Papi se nos fue en el 2025.
Pudo haber sido sobrellevado, pero la vida tiene ocasiones en las que hace sus
propios planes, no los tuyos. Y en medio de todos los cambios, tocó enfrentar,
una vez más, muchos encuentros en hospitales. Muchas preguntas médicas. Mucha
oración para que sucediera un milagro.
En todos los aspectos, físico y mental, el primer
trimestre del veinticinco fue abrumador. Sobrellevando mucho más de lo esperado
y sin una brújula exacta de cómo hacerlo.
Llega un punto en el que, cuando te han tocado tantas
despedidas bruscas, el corazón se acostumbra. Y lo más temible de esa sensación
es que te deja preparado para esperar siempre lo peor, sin importar las
circunstancias. Es muy difícil seguir tu camino de esa forma, más cuando tu
naturaleza ha sido buscar el agradecimiento en todo. Y de repente, desconoces
ese sentir y no sabes dónde ni cómo volver a él.
Los meses subsiguientes pasaron. Ni más ni menos. Las
ganas en freno. Las responsabilidades no. Te toca seguir cumpliendo. Responder
preguntas que antes eran simples, cuando hoy enfrentar un “¿cómo estás?” puede
sentirse como un examen al que llegas sin haber estudiado.
El 2025 conoció un aspecto silencioso y sombrío de mí que
no sabía que podía existir. Sentí duramente el miedo de que el resto de mis
días fueran siempre así.
Pero vuelvo a la frase mencionada anteriormente: la vida
con sus propios planes. Y es en agosto cuando me regala una pausa. Una
distancia. Un soplo de respiro con el mar cerca. Un cambio de horario que fue
un almíbar para conciliar el descanso mental. Me permitió, por momentos, volver
a sentir agradecimiento puro. Decirlo y sentirlo.
Retomé algo de ganas, las suficientes para no dejar pasar
el momento. Y aquí estamos: algunos días más fáciles que otros, pero buscando
siempre la forma de cuidarme. No solo por mí, sino por las muchas razones que
tengo para estar bien, incluyendo quererme a mí misma y disfrutar estar.
Septiembre me regaló la risa más pura que le he escuchado
a mi mamá. También me mostró lo bonito que es sentir el amor y el apoyo de una
hermandad capaz de moverse para ser terapia unas para otras.
Octubre me trae su constante solemnidad: celebrar a quien
es refugio y equipo.
Llega noviembre y me sube al cuarto escalón de la vida.

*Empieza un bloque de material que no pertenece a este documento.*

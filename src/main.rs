use clap::Parser;
use pkgs_importer::{cli, commands};

fn main() {
    let cli = cli::Cli::parse();

    if let Err(err) = commands::dispatch(cli) {
        eprintln!("{err}");
        std::process::exit(1);
    }
}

El pavor que sentía ante este hito era mucho. Sin embargo, ha sido una de las
sorpresas más bonitas. He recibido la nueva década como la oportunidad de dejar
atrás lo que sobra, con ánimo de sentir fuerza y la esperanza de volver a
experimentar algo parecido a la plenitud dentro de nuestra realidad.
Hay algo muy revelador y extraño que se siente con los
40. Estás a la mitad del camino, y eso trae reflexión.
Es de ellos que tomo su mano. Bailo, abrazo, lloro, río
y, más que todo, agradezco.
2026, dicen que tienes las características de ser
transformador. Si lo eres, que sea para convertir el mal en bien, el temor en
fe y los momentos difíciles en fortaleza.
Yo seguiré tratando de mirar el cielo y sonreír, buscando
el salpique del agua salada que me cura. De tomar las herramientas que la
tecnología nos trae, no para sustituir, sino para acompañar y ser mejor.
De ir un día a la vez, hasta que nos volvamos a encontrar
y nos toque repasar los meses, una vez más.
Finalizo con la frase que fue motor en este año tan
complejo. Que me acompañó por sorpresa en la llegada brillante de los cuarenta
y que hoy representa mi sentir: podemos ser como fragmentos de vidrio roto y,
aun así, construir una bola de disco que brilla en su entorno.
Que nunca nos falte la capacidad de ser parte de lo bueno, en la historia de alguien que tuvo un año difícil.